と歯牙にも掛けない様子で話を続ける。身体を褒められたことに、照れと謙遜が入り混じった複雑な笑顔を浮かべていると、

「と言うかスッピンだよね?スッピンでも可愛い。」

彼女が私のキャップのツバを指で持ち上げ、顔を覗き込んできた。時間が早いせいか、店が明るいせいか、以前のような情念湧き上がる視線ではなく、まるで偶然遭遇した友人に向けるかのような、澄んだ瞳が印象に残った。

「いやいや、何を…。」

思わずキャップを深く被り直す。昼モードの瞳でも、私を惑わせるのには十分だった。流石にここではマズイ。

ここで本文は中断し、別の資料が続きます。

//! Box (continuous) observation/action space

use super::Space;
use ndarray::{ArrayD, IxDyn};
use rand::Rng;
use rand_distr::{Distribution, StandardNormal, Uniform};

/// Box space for continuous values with bounds
#[derive(Clone, Debug)]
pub struct Box {
    /// Lower bound for each element
    pub low: ArrayD<f32>,
    /// Upper bound for each element
    pub high: ArrayD<f32>,
    /// Shape of the space
    shape: Vec<usize>,
}

impl Box {
    /// Create a new box space with given bounds
    pub fn new(low: ArrayD<f32>, high: ArrayD<f32>) -> Self {
        assert_eq!(low.shape(), high.shape(), "Low and high must have same shape");
        assert!(
            low.iter().zip(high.iter()).all(|(l, h)| l <= h),
            "Low must not exceed high"
        );
        let shape = low.shape().to_vec();
        Self { low, high, shape }
    }

    /// Create a box space with uniform bounds
    pub fn uniform(shape: &[usize], low: f32, high: f32) -> Self {
        let low_arr = ArrayD::from_elem(IxDyn(shape), low);
        let high_arr = ArrayD::from_elem(IxDyn(shape), high);
        Self::new(low_arr, high_arr)
    }

    /// Create a box space from -inf to +inf (unbounded)
    pub fn unbounded(shape: &[usize]) -> Self {
        Self::uniform(shape, f32::NEG_INFINITY, f32::INFINITY)
    }

    /// Create a unit box [0, 1] for all elements
    pub fn unit(shape: &[usize]) -> Self {
        Self::uniform(shape, 0.0, 1.0)
    }

    /// Create a symmetric box [-1, 1] for all elements
    pub fn symmetric(shape: &[usize]) -> Self {
        Self::uniform(shape, -1.0, 1.0)
    }
}

impl Space for Box {
    type Sample = ArrayD<f32>;

    fn sample<R: Rng>(&self, rng: &mut R) -> Self::Sample {
        let mut result = ArrayD::zeros(IxDyn(&self.shape));
        for ((&l, &h), r) in self.low.iter().zip(self.high.iter()).zip(result.iter_mut()) {
            *r = match (l.is_finite(), h.is_finite()) {
                (true, true) if l < h => Uniform::new(l, h).sample(rng),
                (true, true) => l,
                // Half-open and unbounded dimensions fall back to a normal
                // draw folded onto the bounded side.
                (true, false) => {
                    let n: f32 = StandardNormal.sample(rng);
                    l + n.abs()
                }
                (false, true) => {
                    let n: f32 = StandardNormal.sample(rng);
                    h - n.abs()
                }
                (false, false) => StandardNormal.sample(rng),
            };
        }
        result
    }

    fn contains(&self, value: &Self::Sample) -> bool {
        if value.shape() != self.low.shape() {
            return false;
        }
        value
            .iter()
            .zip(self.low.iter())
            .zip(self.high.iter())
            .all(|((&v, &l), &h)| v >= l && v <= h)
    }

    fn shape(&self) -> &[usize] {
        &self.shape
    }
}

毎日、あの夜のことを思い出しては切なくなった数日間を経て待望の再会を迎えたにも関わらず、自分の中で全くエンジンが掛からなかった。シラフだからだろうか、マスターや常連客がいるせいか、それとも会えた喜びと期待が空回りしたのか。彼女の中で好感度が上がるような言葉が出て来る気配を感じない。何も言えずにキョロキョロしていると、私の不完全燃焼な空気が伝播したのか、あ、じゃあまたね、とママがテーブル席に戻った。

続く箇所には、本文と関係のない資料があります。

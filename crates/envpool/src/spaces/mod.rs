//! Observation and action spaces.
//!
//! A space describes the shape and bounds of one tensor. Every slot buffer
//! stores `f32`; a [`Discrete`] space marks integer-valued content.

mod r#box;
mod discrete;

pub use discrete::Discrete;
pub use r#box::Box;

use crate::{PoolError, Result};
use ndarray::{ArrayD, ArrayViewD, IxDyn};
use rand::Rng;

/// Trait for observation and action spaces
pub trait Space: Clone + Send + Sync {
    /// The type of samples from this space
    type Sample;

    /// Sample a random element from this space
    fn sample<R: Rng>(&self, rng: &mut R) -> Self::Sample;

    /// Check if a value is contained in this space
    fn contains(&self, value: &Self::Sample) -> bool;

    /// Get the shape of samples from this space
    fn shape(&self) -> &[usize];

    /// Get the total number of elements in a sample
    fn num_elements(&self) -> usize {
        self.shape().iter().product()
    }
}

/// Enum for dynamic space types
#[derive(Clone, Debug)]
pub enum DynSpace {
    Discrete(Discrete),
    Box(Box),
}

impl DynSpace {
    /// Get the shape of this space
    pub fn shape(&self) -> &[usize] {
        match self {
            DynSpace::Discrete(s) => s.shape(),
            DynSpace::Box(s) => s.shape(),
        }
    }

    /// Number of `f32` elements one sample occupies
    pub fn num_elements(&self) -> usize {
        match self {
            DynSpace::Discrete(s) => s.num_elements(),
            DynSpace::Box(s) => s.num_elements(),
        }
    }

    /// Sample from this space
    pub fn sample<R: Rng>(&self, rng: &mut R) -> ArrayD<f32> {
        match self {
            DynSpace::Discrete(s) => ArrayD::from_elem(IxDyn(&[1]), s.sample(rng) as f32),
            DynSpace::Box(s) => s.sample(rng),
        }
    }

    /// Check if this space contains the value
    pub fn contains(&self, value: &ArrayD<f32>) -> bool {
        self.validate(value.view()).is_ok()
    }

    /// Check that `value` can be fed to an environment declaring this space.
    ///
    /// Box actions are checked for shape only; out-of-bound continuous values
    /// are left to the environment to clip. Discrete actions must be a single
    /// integral value in `[0, n)`.
    pub fn validate(&self, value: ArrayViewD<'_, f32>) -> Result<()> {
        match self {
            DynSpace::Discrete(s) => {
                if value.len() != 1 {
                    return Err(PoolError::ShapeMismatch {
                        expected: s.shape().to_vec(),
                        actual: value.shape().to_vec(),
                    });
                }
                let v = value.iter().next().copied().unwrap_or(f32::NAN);
                match s.index_of(v) {
                    Some(_) => Ok(()),
                    None => Err(PoolError::InvalidAction(format!(
                        "{} is not in Discrete({})",
                        v, s.n
                    ))),
                }
            }
            DynSpace::Box(s) => {
                if value.shape() != s.shape() {
                    return Err(PoolError::ShapeMismatch {
                        expected: s.shape().to_vec(),
                        actual: value.shape().to_vec(),
                    });
                }
                if value.iter().any(|v| v.is_nan()) {
                    return Err(PoolError::InvalidAction("action contains NaN".into()));
                }
                Ok(())
            }
        }
    }
}

#[cfg(test)]
mod tests {
    use super::*;
    use rand::SeedableRng;

    #[test]
    fn test_discrete_validate() {
        let space = DynSpace::Discrete(Discrete::new(3));
        assert!(space.validate(ArrayD::from_elem(IxDyn(&[1]), 2.0).view()).is_ok());
        assert!(matches!(
            space.validate(ArrayD::from_elem(IxDyn(&[1]), 3.0).view()),
            Err(PoolError::InvalidAction(_))
        ));
        assert!(matches!(
            space.validate(ArrayD::from_elem(IxDyn(&[1]), 0.5).view()),
            Err(PoolError::InvalidAction(_))
        ));
        assert!(matches!(
            space.validate(ArrayD::from_elem(IxDyn(&[2]), 1.0).view()),
            Err(PoolError::ShapeMismatch { .. })
        ));
    }

    #[test]
    fn test_box_validate_checks_shape_only() {
        let space = DynSpace::Box(Box::symmetric(&[2]));
        assert!(space.validate(ArrayD::from_elem(IxDyn(&[2]), 5.0).view()).is_ok());
        assert!(matches!(
            space.validate(ArrayD::from_elem(IxDyn(&[3]), 0.0).view()),
            Err(PoolError::ShapeMismatch { .. })
        ));
    }

    #[test]
    fn test_samples_validate() {
        let mut rng = rand::rngs::StdRng::seed_from_u64(7);
        let spaces = [
            DynSpace::Discrete(Discrete::new(5)),
            DynSpace::Box(Box::uniform(&[2, 3], -2.0, 2.0)),
            DynSpace::Box(Box::unbounded(&[4])),
        ];
        for space in &spaces {
            for _ in 0..20 {
                let sample = space.sample(&mut rng);
                assert!(space.contains(&sample));
                assert_eq!(sample.len(), space.num_elements());
            }
        }
    }
}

自分の手元に視線を移し、一体何をしているんだ、とビールを煽る。視界の右端で男性客と笑い合う彼女の姿を捉えながら、不甲斐なさと未練を肴に、一杯引っ掛けるどころか「いっぱい」引っ掛けることになった夜だった。



なお、

「あの日、リアクション薄かったよね。何かマズイこと言ったかな、あまり絡まない方が良いのかなって思ったよ。」

仕方ない子ね、としょぼくれる私の肩をママが小突くのは、また後日の話である。